> **Stored data**
******************************
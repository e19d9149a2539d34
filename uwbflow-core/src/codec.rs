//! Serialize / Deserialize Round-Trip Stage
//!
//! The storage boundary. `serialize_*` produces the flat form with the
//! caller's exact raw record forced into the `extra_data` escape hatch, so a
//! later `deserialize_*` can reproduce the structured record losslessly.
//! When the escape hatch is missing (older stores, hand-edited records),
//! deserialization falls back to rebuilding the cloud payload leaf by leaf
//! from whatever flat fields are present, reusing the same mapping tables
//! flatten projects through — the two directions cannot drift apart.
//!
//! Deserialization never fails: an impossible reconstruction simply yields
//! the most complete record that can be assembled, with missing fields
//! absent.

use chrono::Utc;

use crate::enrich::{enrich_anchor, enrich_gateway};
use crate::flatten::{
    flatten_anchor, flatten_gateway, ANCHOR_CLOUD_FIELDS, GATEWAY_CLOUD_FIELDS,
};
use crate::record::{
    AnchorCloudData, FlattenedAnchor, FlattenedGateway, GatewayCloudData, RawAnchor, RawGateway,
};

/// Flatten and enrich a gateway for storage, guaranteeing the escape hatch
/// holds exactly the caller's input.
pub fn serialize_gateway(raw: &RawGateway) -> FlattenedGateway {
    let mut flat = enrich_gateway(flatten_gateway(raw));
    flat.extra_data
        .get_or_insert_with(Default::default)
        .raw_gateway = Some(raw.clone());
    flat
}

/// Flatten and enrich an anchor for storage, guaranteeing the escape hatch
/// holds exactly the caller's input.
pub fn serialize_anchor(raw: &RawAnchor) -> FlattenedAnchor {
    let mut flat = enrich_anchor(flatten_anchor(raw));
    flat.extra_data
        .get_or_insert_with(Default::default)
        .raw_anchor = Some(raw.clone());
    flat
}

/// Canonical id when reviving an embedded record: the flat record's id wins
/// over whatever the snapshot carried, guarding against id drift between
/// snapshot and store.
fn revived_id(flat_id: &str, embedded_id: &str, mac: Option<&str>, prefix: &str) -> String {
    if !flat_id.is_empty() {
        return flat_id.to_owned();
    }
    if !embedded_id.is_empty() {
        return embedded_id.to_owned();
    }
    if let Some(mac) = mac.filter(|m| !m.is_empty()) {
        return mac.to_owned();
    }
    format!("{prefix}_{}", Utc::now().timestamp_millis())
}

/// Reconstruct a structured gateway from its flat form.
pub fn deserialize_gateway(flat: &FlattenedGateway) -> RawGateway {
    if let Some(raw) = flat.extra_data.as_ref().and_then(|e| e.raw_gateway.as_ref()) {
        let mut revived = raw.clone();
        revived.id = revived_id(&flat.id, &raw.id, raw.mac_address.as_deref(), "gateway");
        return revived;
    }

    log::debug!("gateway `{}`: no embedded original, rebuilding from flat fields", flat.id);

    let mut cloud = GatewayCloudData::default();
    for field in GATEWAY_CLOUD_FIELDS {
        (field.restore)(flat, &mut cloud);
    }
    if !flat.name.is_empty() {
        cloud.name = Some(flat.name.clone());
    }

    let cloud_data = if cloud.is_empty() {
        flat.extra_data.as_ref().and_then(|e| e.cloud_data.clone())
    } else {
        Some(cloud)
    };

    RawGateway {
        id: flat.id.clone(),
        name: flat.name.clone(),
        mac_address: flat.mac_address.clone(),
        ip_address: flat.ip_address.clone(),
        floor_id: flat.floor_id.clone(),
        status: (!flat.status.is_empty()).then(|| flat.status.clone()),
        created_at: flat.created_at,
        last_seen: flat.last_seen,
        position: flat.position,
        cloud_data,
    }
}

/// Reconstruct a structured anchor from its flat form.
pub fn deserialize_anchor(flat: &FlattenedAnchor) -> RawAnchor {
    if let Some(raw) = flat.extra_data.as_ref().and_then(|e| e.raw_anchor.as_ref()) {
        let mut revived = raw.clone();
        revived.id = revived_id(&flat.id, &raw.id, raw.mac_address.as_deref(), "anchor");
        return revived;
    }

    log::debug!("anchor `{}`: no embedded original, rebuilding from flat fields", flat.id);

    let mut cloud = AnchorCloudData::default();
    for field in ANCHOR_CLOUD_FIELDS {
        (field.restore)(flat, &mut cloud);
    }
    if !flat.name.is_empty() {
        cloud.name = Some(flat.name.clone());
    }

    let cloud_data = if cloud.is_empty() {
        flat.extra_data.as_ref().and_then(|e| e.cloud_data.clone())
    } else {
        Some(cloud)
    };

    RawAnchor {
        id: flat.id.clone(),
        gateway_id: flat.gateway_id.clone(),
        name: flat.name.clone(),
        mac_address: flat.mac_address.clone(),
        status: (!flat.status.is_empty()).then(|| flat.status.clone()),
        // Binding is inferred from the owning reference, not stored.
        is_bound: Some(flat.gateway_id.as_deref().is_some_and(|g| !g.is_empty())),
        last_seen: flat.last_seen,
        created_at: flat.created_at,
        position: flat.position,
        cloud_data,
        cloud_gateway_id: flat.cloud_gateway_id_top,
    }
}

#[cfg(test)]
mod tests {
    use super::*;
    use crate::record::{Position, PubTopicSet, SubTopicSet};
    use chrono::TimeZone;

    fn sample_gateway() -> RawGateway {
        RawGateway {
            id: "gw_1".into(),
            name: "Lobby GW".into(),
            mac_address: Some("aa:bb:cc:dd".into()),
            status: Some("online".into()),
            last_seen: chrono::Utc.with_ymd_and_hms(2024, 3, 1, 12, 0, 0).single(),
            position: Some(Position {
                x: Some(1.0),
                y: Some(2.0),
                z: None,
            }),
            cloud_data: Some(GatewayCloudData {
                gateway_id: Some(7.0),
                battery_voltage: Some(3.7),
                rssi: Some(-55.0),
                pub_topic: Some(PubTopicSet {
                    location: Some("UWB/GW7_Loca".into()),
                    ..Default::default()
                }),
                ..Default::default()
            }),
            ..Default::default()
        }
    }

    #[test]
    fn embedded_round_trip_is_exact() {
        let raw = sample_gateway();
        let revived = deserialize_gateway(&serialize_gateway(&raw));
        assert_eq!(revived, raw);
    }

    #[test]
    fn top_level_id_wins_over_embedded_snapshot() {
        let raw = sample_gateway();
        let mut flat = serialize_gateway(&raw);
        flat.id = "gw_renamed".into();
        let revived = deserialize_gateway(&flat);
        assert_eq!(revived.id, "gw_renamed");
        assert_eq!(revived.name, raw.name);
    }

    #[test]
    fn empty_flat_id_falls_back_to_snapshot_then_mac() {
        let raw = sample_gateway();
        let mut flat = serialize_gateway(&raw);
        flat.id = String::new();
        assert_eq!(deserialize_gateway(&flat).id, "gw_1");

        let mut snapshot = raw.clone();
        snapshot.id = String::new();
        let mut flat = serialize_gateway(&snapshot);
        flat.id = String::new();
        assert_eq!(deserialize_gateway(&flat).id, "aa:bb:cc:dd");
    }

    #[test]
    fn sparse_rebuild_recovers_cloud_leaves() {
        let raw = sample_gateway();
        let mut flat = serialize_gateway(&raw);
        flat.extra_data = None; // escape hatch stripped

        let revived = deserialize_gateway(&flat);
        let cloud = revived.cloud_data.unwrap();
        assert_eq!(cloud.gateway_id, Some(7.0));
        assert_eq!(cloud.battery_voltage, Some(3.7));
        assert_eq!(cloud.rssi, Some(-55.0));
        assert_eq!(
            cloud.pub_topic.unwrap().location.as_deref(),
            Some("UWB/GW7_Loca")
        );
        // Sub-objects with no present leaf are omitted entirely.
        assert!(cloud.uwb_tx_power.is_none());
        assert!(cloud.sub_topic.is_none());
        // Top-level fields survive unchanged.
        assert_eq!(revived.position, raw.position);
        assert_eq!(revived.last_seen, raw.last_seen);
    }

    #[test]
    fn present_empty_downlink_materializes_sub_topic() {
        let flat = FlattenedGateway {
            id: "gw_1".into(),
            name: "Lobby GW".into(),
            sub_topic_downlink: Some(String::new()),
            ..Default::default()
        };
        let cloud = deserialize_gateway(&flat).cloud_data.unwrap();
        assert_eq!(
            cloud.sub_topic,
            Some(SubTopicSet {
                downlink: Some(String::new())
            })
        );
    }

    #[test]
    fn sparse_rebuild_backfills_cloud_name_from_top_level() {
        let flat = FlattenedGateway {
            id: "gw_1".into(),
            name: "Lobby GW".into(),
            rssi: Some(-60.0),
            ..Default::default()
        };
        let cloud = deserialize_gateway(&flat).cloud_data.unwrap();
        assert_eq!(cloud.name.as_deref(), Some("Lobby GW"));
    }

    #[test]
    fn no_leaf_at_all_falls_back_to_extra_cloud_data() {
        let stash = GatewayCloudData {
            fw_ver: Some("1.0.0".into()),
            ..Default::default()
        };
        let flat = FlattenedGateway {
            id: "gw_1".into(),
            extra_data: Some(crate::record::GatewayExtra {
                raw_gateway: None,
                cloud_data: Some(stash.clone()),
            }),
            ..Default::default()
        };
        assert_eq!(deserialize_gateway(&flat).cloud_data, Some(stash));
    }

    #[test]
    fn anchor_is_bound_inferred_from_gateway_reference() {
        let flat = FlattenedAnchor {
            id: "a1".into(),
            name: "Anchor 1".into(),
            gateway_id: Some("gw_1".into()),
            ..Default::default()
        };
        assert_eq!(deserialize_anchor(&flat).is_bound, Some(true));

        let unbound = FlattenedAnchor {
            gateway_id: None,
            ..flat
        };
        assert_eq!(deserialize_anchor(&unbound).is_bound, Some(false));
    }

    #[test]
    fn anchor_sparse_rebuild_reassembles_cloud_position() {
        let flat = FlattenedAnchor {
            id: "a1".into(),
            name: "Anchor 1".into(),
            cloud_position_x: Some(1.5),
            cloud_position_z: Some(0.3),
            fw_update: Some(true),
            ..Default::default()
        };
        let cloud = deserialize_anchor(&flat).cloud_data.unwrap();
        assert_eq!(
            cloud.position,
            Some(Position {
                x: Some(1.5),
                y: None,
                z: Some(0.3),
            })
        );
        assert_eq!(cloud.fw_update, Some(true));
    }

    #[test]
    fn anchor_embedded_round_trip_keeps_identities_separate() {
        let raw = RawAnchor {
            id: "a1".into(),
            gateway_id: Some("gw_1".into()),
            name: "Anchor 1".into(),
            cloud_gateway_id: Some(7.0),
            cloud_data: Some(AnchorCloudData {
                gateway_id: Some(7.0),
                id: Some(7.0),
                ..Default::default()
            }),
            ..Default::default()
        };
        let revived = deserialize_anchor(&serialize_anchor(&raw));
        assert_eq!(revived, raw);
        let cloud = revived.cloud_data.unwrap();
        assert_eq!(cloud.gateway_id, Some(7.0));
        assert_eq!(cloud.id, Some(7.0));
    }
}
******************************
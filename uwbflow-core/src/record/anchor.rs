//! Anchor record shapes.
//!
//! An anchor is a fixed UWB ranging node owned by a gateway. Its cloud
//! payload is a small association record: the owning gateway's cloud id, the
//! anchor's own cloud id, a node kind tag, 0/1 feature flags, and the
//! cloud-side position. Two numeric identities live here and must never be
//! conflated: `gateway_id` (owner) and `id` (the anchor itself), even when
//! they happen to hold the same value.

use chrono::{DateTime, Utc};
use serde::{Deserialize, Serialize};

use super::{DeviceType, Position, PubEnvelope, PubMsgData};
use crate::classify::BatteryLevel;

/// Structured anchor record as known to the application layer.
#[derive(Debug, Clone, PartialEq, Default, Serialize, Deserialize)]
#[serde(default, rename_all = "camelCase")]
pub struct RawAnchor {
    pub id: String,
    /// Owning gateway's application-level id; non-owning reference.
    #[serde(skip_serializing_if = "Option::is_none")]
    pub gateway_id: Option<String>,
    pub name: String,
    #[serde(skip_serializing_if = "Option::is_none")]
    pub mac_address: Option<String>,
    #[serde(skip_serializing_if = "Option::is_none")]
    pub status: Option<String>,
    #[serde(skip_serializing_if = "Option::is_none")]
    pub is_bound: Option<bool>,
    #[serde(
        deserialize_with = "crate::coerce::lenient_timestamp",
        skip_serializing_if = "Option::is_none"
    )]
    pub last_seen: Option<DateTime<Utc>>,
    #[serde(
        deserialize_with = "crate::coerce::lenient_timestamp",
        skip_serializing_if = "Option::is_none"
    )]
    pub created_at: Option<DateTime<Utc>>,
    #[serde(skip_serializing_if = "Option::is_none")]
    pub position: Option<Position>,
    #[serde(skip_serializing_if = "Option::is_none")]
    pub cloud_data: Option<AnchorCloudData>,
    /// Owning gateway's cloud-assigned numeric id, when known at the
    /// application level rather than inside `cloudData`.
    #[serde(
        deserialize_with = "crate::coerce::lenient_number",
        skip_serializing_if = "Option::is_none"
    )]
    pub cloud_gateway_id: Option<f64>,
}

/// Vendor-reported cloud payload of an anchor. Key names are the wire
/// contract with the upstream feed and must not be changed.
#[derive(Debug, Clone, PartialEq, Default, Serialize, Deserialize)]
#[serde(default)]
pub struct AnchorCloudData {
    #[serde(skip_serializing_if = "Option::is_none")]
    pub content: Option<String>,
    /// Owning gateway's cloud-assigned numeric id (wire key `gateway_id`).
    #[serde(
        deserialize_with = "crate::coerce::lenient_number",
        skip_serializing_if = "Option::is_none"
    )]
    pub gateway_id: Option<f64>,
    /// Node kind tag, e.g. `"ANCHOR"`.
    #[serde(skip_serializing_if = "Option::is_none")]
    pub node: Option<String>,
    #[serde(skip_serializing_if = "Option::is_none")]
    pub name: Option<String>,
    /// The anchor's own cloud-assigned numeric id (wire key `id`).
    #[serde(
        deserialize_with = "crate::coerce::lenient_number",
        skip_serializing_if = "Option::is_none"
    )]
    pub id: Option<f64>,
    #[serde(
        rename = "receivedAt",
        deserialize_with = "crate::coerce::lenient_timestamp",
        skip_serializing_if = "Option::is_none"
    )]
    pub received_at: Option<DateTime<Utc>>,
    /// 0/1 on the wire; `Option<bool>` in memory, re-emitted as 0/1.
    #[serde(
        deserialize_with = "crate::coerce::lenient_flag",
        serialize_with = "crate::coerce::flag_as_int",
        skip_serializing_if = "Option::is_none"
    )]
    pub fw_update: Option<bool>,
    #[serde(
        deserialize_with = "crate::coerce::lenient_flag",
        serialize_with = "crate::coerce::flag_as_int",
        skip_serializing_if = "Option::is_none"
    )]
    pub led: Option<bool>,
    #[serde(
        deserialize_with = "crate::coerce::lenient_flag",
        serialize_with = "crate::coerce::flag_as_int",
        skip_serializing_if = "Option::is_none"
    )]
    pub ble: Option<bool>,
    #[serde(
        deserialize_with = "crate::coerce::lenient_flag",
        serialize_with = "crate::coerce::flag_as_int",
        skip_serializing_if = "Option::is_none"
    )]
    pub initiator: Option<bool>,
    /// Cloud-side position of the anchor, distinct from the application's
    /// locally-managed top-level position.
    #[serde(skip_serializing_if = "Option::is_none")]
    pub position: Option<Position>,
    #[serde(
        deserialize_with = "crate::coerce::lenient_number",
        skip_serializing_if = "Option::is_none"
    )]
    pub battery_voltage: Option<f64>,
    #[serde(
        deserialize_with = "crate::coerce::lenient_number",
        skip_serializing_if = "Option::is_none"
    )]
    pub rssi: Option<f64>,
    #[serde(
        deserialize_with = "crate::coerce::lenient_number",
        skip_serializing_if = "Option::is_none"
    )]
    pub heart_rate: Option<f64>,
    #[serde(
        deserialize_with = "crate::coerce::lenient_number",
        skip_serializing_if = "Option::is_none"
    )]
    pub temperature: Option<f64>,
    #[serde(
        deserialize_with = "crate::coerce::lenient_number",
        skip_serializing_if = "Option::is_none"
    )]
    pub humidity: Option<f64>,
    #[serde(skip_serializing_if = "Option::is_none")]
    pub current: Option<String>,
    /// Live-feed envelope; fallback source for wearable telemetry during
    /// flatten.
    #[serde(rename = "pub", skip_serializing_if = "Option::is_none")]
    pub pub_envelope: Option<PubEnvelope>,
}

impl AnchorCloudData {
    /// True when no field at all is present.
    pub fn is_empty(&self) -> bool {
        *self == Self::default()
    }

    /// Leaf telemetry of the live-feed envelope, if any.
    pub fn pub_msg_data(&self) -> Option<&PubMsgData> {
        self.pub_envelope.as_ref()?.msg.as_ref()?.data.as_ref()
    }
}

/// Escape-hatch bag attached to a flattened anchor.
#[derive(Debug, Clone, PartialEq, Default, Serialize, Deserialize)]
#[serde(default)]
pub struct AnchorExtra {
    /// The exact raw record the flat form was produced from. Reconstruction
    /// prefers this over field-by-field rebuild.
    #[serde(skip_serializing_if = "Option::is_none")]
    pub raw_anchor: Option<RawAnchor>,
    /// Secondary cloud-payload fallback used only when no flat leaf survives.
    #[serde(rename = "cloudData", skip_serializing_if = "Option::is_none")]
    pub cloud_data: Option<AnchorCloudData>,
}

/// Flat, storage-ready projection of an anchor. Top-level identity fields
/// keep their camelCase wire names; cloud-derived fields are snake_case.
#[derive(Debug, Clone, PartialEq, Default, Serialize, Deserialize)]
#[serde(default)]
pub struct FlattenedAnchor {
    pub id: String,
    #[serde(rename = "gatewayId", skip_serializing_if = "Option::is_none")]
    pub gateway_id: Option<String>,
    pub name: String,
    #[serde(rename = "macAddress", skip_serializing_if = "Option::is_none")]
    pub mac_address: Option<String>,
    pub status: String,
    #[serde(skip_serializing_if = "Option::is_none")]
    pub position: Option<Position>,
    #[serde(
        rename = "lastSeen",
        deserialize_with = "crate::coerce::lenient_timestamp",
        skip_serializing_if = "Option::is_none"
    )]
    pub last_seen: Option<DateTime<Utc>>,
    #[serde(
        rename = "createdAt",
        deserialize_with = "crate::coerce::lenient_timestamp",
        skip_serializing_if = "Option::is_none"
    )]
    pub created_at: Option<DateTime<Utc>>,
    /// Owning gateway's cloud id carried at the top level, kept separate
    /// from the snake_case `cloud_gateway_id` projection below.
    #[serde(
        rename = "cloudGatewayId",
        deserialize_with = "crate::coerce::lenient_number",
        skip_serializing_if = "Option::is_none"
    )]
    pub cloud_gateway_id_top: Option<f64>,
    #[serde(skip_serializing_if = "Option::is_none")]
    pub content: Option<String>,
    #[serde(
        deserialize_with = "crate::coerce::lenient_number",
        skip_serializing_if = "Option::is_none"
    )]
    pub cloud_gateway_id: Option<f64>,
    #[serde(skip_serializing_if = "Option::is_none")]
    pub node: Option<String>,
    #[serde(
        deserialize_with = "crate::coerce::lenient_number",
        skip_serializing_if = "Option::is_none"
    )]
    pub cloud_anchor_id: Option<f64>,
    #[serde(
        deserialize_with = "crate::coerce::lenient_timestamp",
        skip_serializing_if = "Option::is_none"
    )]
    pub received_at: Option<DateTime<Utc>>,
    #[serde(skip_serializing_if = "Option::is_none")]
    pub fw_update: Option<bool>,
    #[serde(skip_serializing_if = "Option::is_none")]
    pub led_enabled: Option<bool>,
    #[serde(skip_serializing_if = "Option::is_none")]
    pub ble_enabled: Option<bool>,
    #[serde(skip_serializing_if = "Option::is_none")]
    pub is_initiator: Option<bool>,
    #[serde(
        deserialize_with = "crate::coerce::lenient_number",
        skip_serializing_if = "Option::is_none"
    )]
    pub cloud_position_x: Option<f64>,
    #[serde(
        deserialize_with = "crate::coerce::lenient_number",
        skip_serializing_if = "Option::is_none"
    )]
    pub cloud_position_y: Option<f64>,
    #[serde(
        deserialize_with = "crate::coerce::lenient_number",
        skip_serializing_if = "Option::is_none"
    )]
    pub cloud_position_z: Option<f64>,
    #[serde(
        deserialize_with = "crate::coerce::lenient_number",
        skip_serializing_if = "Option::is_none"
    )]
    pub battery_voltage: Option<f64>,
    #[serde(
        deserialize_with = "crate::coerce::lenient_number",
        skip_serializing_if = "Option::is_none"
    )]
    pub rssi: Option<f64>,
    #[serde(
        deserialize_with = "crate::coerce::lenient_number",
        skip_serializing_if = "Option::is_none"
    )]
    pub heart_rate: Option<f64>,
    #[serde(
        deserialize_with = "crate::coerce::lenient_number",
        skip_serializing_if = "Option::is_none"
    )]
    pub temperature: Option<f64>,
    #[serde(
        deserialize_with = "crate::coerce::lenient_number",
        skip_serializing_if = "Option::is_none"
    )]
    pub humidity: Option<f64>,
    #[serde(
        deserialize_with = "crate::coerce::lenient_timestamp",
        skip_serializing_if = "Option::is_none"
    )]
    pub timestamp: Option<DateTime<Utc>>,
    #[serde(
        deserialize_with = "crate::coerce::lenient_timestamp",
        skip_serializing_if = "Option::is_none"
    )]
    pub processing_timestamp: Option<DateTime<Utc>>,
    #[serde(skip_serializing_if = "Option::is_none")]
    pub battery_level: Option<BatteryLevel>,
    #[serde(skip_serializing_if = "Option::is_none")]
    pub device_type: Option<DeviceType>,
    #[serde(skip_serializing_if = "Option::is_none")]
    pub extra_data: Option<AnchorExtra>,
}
******************************
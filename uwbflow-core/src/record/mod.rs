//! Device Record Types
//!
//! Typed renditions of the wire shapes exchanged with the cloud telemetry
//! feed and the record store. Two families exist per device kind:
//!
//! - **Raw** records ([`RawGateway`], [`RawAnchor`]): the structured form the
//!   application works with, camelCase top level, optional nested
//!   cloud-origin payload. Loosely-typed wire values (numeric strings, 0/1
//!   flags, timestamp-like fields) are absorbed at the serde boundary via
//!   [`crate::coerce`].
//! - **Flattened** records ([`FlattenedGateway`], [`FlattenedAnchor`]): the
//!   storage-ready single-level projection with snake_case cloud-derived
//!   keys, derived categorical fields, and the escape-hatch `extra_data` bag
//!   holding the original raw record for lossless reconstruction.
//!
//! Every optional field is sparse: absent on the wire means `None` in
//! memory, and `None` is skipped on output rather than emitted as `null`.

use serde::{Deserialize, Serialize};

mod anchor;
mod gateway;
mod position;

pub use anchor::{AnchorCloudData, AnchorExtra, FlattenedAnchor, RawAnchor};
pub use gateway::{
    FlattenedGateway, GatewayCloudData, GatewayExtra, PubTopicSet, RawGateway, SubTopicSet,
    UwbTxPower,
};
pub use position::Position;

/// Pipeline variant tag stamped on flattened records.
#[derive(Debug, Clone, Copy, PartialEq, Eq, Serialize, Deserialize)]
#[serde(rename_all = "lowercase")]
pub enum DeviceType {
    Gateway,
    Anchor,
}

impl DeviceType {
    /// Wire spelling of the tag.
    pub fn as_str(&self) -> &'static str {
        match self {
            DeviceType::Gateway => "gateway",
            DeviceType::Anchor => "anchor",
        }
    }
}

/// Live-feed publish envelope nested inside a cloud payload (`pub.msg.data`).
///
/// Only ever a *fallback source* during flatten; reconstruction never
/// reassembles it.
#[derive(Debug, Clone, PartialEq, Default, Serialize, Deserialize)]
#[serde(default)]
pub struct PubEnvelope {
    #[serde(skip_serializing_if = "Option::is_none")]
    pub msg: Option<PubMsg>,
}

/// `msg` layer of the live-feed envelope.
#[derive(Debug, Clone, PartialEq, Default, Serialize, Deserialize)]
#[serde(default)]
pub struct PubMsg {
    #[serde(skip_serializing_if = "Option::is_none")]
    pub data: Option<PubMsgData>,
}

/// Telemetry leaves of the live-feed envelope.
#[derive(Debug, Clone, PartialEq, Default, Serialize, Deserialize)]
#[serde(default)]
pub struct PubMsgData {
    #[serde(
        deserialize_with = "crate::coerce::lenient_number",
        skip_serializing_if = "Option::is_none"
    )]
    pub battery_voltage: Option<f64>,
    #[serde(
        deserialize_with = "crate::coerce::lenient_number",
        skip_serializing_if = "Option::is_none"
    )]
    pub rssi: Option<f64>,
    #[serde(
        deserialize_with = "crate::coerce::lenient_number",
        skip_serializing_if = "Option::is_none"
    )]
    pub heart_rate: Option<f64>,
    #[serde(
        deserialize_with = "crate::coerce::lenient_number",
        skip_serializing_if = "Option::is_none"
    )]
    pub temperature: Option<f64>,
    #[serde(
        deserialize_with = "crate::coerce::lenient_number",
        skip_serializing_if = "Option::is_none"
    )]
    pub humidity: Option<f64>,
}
******************************
> **What you will do**
Return a copy of each line in the records above that has "hatch" in it.

> **Output of the exercise**
//! caller's exact raw record forced into the `extra_data` escape hatch, so a
//! When the escape hatch is missing (older stores, hand-edited records),
/// Flatten and enrich a gateway for storage, guaranteeing the escape hatch
/// Flatten and enrich an anchor for storage, guaranteeing the escape hatch
        flat.extra_data = None; // escape hatch stripped
/// Escape-hatch bag attached to a flattened anchor.
//!   keys, derived categorical fields, and the escape-hatch `extra_data` bag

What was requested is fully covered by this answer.